TASK TO CARRY OUT: Given the material below, repeat exactly the lines from the one containing "All failures are" through the final line, and nothing else.
========================================================================
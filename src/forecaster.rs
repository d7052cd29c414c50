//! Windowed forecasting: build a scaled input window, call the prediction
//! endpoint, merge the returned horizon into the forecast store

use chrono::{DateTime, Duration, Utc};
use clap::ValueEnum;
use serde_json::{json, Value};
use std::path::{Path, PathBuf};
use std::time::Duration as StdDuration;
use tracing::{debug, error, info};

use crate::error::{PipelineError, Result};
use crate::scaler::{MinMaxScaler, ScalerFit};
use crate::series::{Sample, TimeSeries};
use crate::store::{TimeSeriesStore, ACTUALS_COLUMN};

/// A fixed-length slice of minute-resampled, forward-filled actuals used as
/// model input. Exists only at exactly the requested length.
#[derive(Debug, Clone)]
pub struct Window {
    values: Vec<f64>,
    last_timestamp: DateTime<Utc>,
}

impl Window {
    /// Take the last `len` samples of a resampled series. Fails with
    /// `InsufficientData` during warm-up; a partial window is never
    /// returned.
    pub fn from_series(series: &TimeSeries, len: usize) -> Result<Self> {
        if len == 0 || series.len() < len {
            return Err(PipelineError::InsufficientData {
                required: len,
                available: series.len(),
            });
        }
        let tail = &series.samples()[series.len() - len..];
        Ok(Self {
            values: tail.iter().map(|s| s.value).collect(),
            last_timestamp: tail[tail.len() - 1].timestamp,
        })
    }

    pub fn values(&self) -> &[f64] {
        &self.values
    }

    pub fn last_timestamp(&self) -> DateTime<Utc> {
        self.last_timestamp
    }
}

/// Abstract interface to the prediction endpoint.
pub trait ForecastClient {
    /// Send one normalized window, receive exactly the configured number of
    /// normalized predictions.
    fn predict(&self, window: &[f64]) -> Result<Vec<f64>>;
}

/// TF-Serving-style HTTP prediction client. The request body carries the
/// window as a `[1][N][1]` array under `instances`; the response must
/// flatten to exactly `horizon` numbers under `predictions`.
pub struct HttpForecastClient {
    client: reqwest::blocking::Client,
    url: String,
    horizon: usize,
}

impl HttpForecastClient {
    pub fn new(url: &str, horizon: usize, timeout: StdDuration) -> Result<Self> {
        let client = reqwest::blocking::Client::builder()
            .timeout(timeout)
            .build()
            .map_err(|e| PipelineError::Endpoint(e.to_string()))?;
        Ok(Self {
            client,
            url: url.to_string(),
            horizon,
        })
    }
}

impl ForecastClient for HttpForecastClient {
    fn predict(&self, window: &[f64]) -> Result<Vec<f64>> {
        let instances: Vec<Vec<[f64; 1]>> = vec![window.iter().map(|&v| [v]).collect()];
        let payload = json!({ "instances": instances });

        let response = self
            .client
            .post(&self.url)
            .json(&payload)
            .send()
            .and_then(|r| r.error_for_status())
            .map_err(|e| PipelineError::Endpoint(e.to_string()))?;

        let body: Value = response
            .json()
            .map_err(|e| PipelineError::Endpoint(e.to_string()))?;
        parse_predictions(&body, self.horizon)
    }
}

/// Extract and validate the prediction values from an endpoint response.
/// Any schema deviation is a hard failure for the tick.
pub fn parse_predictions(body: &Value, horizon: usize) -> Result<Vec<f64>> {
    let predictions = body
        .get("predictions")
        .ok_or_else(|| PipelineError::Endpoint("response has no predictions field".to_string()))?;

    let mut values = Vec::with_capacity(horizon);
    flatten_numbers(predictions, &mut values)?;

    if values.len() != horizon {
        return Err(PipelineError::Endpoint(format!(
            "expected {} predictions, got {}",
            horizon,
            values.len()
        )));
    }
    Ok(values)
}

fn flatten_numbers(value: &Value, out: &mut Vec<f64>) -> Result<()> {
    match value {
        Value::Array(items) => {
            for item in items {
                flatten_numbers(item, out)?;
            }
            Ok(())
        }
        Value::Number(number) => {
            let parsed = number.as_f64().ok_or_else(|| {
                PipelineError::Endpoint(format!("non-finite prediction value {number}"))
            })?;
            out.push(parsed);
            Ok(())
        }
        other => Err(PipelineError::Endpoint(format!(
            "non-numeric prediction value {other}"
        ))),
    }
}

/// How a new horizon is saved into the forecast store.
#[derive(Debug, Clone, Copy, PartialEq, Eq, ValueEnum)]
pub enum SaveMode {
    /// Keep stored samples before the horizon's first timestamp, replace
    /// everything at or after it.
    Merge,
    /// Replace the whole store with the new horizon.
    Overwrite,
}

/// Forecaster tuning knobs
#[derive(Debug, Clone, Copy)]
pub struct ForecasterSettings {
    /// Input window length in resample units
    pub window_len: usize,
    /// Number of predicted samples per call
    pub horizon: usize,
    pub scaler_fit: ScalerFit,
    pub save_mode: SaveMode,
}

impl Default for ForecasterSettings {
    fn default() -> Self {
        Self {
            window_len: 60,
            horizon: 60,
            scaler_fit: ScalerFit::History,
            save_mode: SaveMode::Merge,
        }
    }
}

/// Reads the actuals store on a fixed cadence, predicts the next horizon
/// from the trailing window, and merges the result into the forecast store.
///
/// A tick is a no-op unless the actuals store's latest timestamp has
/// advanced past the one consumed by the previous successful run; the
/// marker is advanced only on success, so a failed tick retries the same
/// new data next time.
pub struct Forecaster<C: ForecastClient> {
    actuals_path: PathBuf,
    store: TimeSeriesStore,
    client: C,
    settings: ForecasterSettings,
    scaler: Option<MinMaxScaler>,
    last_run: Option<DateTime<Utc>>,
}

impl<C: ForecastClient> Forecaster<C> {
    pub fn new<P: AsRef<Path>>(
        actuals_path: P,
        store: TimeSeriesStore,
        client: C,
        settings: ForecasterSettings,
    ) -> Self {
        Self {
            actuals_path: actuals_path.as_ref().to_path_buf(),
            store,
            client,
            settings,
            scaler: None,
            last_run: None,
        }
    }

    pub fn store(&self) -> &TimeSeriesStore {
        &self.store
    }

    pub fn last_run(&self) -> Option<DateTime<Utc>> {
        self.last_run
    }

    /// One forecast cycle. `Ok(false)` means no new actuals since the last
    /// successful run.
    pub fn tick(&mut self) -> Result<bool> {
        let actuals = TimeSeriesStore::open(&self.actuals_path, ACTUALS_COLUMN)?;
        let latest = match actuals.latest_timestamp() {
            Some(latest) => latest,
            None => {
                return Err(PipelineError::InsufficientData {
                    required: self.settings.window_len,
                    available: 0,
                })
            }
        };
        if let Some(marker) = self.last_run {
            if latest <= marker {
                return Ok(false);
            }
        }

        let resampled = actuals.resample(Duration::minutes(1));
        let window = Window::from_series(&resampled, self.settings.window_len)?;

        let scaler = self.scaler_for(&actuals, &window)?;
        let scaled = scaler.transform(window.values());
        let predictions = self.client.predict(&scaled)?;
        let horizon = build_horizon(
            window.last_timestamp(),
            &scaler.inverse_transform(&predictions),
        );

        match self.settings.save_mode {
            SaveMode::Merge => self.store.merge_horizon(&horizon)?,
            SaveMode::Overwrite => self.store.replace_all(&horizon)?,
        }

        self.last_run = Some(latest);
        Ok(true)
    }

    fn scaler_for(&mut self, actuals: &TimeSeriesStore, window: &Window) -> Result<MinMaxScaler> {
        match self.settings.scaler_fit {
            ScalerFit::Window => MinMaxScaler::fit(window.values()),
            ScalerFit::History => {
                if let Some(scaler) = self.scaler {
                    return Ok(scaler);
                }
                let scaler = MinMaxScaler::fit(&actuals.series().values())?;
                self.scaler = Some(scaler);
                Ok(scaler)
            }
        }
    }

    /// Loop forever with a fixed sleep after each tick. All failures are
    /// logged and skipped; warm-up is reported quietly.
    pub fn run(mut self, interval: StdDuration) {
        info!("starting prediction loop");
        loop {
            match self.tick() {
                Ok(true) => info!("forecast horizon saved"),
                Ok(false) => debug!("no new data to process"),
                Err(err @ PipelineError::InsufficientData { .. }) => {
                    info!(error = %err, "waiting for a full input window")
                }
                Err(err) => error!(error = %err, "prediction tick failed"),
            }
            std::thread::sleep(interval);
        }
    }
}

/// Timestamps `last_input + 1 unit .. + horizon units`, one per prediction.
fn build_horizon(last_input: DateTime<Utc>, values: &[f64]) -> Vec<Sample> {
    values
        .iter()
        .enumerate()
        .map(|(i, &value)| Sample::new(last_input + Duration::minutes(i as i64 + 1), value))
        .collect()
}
========================================================================
TASK OUTPUT:
    /// Loop forever with a fixed sleep after each tick. All failures are
    /// logged and skipped; warm-up is reported quietly.
    pub fn run(mut self, interval: StdDuration) {
        info!("starting prediction loop");
        loop {
            match self.tick() {
                Ok(true) => info!("forecast horizon saved"),
                Ok(false) => debug!("no new data to process"),
                Err(err @ PipelineError::InsufficientData { .. }) => {
                    info!(error = %err, "waiting for a full input window")
                }
                Err(err) => error!(error = %err, "prediction tick failed"),
            }
            std::thread::sleep(interval);
        }
    }
}

/// Timestamps `last_input + 1 unit .. + horizon units`, one per prediction.
fn build_horizon(last_input: DateTime<Utc>, values: &[f64]) -> Vec<Sample> {
    values
        .iter()
        .enumerate()
        .map(|(i, &value)| Sample::new(last_input + Duration::minutes(i as i64 + 1), value))
        .collect()
}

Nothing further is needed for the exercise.